**Instructions for the task**
Scan the lines below for the string "Deserialize" and copy every one that has it.

[Dataset entries]
-- -- --

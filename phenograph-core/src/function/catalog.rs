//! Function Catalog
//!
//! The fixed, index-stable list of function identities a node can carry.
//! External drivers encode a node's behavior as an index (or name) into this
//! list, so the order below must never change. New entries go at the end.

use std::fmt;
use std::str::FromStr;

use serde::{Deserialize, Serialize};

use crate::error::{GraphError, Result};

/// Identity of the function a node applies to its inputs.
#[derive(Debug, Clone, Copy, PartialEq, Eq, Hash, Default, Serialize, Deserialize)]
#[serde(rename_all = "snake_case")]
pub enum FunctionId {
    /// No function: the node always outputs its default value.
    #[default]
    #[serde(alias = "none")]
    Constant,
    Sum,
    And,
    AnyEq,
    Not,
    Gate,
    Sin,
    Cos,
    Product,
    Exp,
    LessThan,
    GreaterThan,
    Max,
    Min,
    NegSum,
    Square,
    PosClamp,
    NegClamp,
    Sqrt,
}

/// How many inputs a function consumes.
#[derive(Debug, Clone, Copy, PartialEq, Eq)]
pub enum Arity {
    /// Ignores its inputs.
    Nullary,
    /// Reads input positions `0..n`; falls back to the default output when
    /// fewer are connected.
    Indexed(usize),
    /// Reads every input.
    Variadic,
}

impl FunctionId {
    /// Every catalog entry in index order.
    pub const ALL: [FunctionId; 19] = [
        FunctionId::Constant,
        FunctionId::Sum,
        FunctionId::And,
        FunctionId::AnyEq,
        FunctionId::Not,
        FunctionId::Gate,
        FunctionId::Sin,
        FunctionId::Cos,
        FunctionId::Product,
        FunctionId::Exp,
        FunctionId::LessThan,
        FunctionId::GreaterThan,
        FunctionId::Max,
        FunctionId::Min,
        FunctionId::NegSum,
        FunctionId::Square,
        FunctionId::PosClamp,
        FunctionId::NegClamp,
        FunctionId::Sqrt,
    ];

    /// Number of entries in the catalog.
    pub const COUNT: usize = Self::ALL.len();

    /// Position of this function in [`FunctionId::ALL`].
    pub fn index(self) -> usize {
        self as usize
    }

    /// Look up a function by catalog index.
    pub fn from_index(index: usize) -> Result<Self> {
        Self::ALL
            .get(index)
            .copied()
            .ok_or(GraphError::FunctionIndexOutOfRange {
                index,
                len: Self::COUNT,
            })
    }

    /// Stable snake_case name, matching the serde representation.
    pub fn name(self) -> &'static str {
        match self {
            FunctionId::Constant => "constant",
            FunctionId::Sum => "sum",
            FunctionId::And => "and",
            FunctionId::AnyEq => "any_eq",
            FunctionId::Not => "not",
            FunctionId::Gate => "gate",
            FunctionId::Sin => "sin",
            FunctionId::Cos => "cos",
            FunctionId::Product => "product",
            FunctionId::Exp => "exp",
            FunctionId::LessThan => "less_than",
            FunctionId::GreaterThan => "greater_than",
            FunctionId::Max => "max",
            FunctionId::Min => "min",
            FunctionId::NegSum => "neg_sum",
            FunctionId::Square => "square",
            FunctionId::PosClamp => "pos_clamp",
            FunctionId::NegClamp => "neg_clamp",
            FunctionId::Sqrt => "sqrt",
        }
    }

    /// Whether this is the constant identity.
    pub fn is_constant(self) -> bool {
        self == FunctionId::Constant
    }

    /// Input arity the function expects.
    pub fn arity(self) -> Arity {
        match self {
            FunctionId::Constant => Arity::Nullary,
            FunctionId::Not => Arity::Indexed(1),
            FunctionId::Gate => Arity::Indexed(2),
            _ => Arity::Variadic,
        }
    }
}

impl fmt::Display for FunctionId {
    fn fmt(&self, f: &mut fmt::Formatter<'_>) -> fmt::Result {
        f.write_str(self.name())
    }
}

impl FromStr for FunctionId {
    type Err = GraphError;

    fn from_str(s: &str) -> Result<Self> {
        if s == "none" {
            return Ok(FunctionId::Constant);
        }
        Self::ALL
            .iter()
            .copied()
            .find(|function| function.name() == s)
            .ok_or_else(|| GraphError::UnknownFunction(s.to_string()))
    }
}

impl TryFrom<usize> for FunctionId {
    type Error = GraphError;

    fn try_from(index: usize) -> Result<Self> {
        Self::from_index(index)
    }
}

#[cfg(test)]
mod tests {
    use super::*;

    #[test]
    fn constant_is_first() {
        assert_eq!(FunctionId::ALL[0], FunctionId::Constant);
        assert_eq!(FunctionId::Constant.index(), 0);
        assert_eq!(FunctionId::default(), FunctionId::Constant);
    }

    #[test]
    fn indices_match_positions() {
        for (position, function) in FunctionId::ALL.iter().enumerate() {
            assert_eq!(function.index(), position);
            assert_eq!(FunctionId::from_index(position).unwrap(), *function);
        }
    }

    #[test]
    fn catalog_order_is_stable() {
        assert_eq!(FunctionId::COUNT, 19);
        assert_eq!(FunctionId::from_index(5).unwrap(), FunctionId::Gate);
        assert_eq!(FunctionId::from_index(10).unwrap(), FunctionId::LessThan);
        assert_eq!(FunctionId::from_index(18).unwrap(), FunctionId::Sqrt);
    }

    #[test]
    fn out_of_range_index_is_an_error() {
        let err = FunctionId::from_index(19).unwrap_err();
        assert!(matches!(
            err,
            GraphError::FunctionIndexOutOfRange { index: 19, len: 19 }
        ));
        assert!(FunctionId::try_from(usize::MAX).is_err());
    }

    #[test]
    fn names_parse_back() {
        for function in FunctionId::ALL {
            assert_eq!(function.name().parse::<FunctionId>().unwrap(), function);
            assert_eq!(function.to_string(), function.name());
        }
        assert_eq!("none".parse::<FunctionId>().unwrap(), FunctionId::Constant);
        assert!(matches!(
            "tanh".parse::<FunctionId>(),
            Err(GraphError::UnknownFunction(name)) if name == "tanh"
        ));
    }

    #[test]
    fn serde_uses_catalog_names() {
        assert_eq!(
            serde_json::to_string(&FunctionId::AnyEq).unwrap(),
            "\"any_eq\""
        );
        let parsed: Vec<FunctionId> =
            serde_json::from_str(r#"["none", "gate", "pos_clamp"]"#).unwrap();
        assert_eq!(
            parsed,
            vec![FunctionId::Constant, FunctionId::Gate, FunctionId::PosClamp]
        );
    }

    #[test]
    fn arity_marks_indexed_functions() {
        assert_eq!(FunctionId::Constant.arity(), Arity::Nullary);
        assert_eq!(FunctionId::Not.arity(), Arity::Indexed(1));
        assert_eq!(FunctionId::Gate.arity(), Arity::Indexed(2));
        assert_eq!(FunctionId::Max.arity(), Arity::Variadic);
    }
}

-- -- --

**Finished task**
use serde::{Deserialize, Serialize};
#[derive(Debug, Clone, Copy, PartialEq, Eq, Hash, Default, Serialize, Deserialize)]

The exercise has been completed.